- Opening Delimiter -
#[cfg(test)]
mod tests {
    use super::*;
    use serde_json::json;

    fn record(value: Value) -> Record {
        Record::try_from(value).expect("test fixture must be an object")
    }

    #[test]
    fn patient_parses_stored_layout() {
        let patient = Patient::from_record(record(json!({
            "id": "P001",
            "firstName": "John",
            "lastName": "Smith",
            "dateOfBirth": "1985-03-15",
            "status": "active",
            "bloodType": "A+",
            "createdAt": "2026-10-01T08:00:00.000Z"
        })))
        .unwrap();
        assert_eq!(patient.id.as_str(), "P001");
        assert_eq!(patient.full_name(), "John Smith");
        assert_eq!(
            patient.age(NaiveDate::from_ymd_opt(2026, 3, 14).unwrap()),
            Some(40)
        );
        assert_eq!(patient.blood_type, "A+");
        assert_eq!(patient.allergies, "");
        assert_eq!(
            patient.to_record().unwrap().get_str("createdAt"),
            Some("2026-10-01T08:00:00.000Z")
        );
    }

    #[test]
    fn patient_to_record_uses_camel_case_names() {
        let patient = Patient::from_record(record(json!({
            "id": "P009",
            "firstName": "Ada",
            "lastName": "Lovelace",
            "dateOfBirth": ""
        })))
        .unwrap();
        assert_eq!(patient.date_of_birth, None);

        let stored = patient.to_record().unwrap();
        assert_eq!(stored.get_str("firstName"), Some("Ada"));
        assert_eq!(stored.get_str("emergencyPhone"), Some(""));
        assert!(!stored.contains_field("dateOfBirth"));
        assert!(stored.field_names().all(|name| Patient::FIELDS.contains(&name)));
    }

    #[test]
    fn patient_requires_a_name() {
        let result = Patient::from_record(record(json!({
            "id": "P010",
            "firstName": " ",
            "lastName": "Nobody"
        })));
        assert!(matches!(result, Err(DomainError::MissingField(field)) if field == "firstName"));
    }

    #[test]
    fn doctor_accepts_numbers_sent_as_text() {
        let doctor = Doctor::from_record(record(json!({
            "id": "D004",
            "firstName": "Dr. Ana",
            "lastName": "Silva",
            "experience": "12",
            "consultationDuration": 20,
            "availableDays": ["monday", "thursday"],
            "startTime": "09:00",
            "endTime": "17:00"
        })))
        .unwrap();
        assert_eq!(doctor.experience, 12);
        assert_eq!(doctor.consultation_duration, 20);
        assert!(doctor.is_available_on(Weekday::Thursday));
        assert!(!doctor.is_available_on(Weekday::Sunday));
        assert_eq!(doctor.to_record().unwrap().get("experience"), Some(&json!(12)));
    }

    #[test]
    fn doctor_rejects_inverted_schedule() {
        let result = Doctor::from_record(record(json!({
            "id": "D005",
            "firstName": "Dr. Late",
            "lastName": "Shift",
            "startTime": "18:00",
            "endTime": "09:00"
        })));
        assert!(
            matches!(result, Err(DomainError::InvalidFieldValue { field, .. }) if field == "endTime")
        );
    }

    #[test]
    fn appointment_parses_type_and_status() {
        let appointment = Appointment::from_record(record(json!({
            "id": "A001",
            "patientId": "P001",
            "doctorId": "D001",
            "date": "2026-10-16",
            "time": "10:30",
            "type": "consultation",
            "duration": "45",
            "status": "no-show"
        })))
        .unwrap();
        assert_eq!(appointment.appointment_type, "consultation");
        assert_eq!(appointment.duration, 45);
        assert_eq!(appointment.status, AppointmentStatus::NoShow);
        assert!(!appointment.status.is_pending());
        assert_eq!(appointment.priority, Priority::Normal);
        let stored = appointment.to_record().unwrap();
        assert_eq!(stored.get_str("date"), Some("2026-10-16"));
        assert_eq!(stored.get_str("type"), Some("consultation"));
    }

    #[test]
    fn appointment_rejects_malformed_time() {
        let result = Appointment::from_record(record(json!({
            "id": "A002",
            "patientId": "P001",
            "doctorId": "D001",
            "date": "2026-10-16",
            "time": "half past ten"
        })));
        assert!(
            matches!(result, Err(DomainError::InvalidFieldValue { field, .. }) if field == "time")
        );
    }

    #[test]
    fn unknown_enum_values_are_invalid_records() {
        let result = Appointment::from_record(record(json!({
            "id": "A003",
            "patientId": "P001",
            "doctorId": "D001",
            "date": "2026-10-16",
            "time": "10:30",
            "status": "postponed"
        })));
        assert!(
            matches!(result, Err(DomainError::InvalidRecord { collection, .. }) if collection == "appointments")
        );
    }

    #[test]
    fn contact_message_requires_body() {
        let result = ContactMessage::from_record(record(json!({
            "id": "C1",
            "name": "Visitor",
            "email": "visitor@example.com",
            "message": ""
        })));
        assert!(matches!(result, Err(DomainError::MissingField(field)) if field == "message"));
    }
}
- Closing Delimiter -
- TASK BRIEF
Report each line in the preceding entries that holds the string "InvalidFieldValue".

- PROBLEM SOLUTION
            matches!(result, Err(DomainError::InvalidFieldValue { field, .. }) if field == "endTime")
            matches!(result, Err(DomainError::InvalidFieldValue { field, .. }) if field == "time")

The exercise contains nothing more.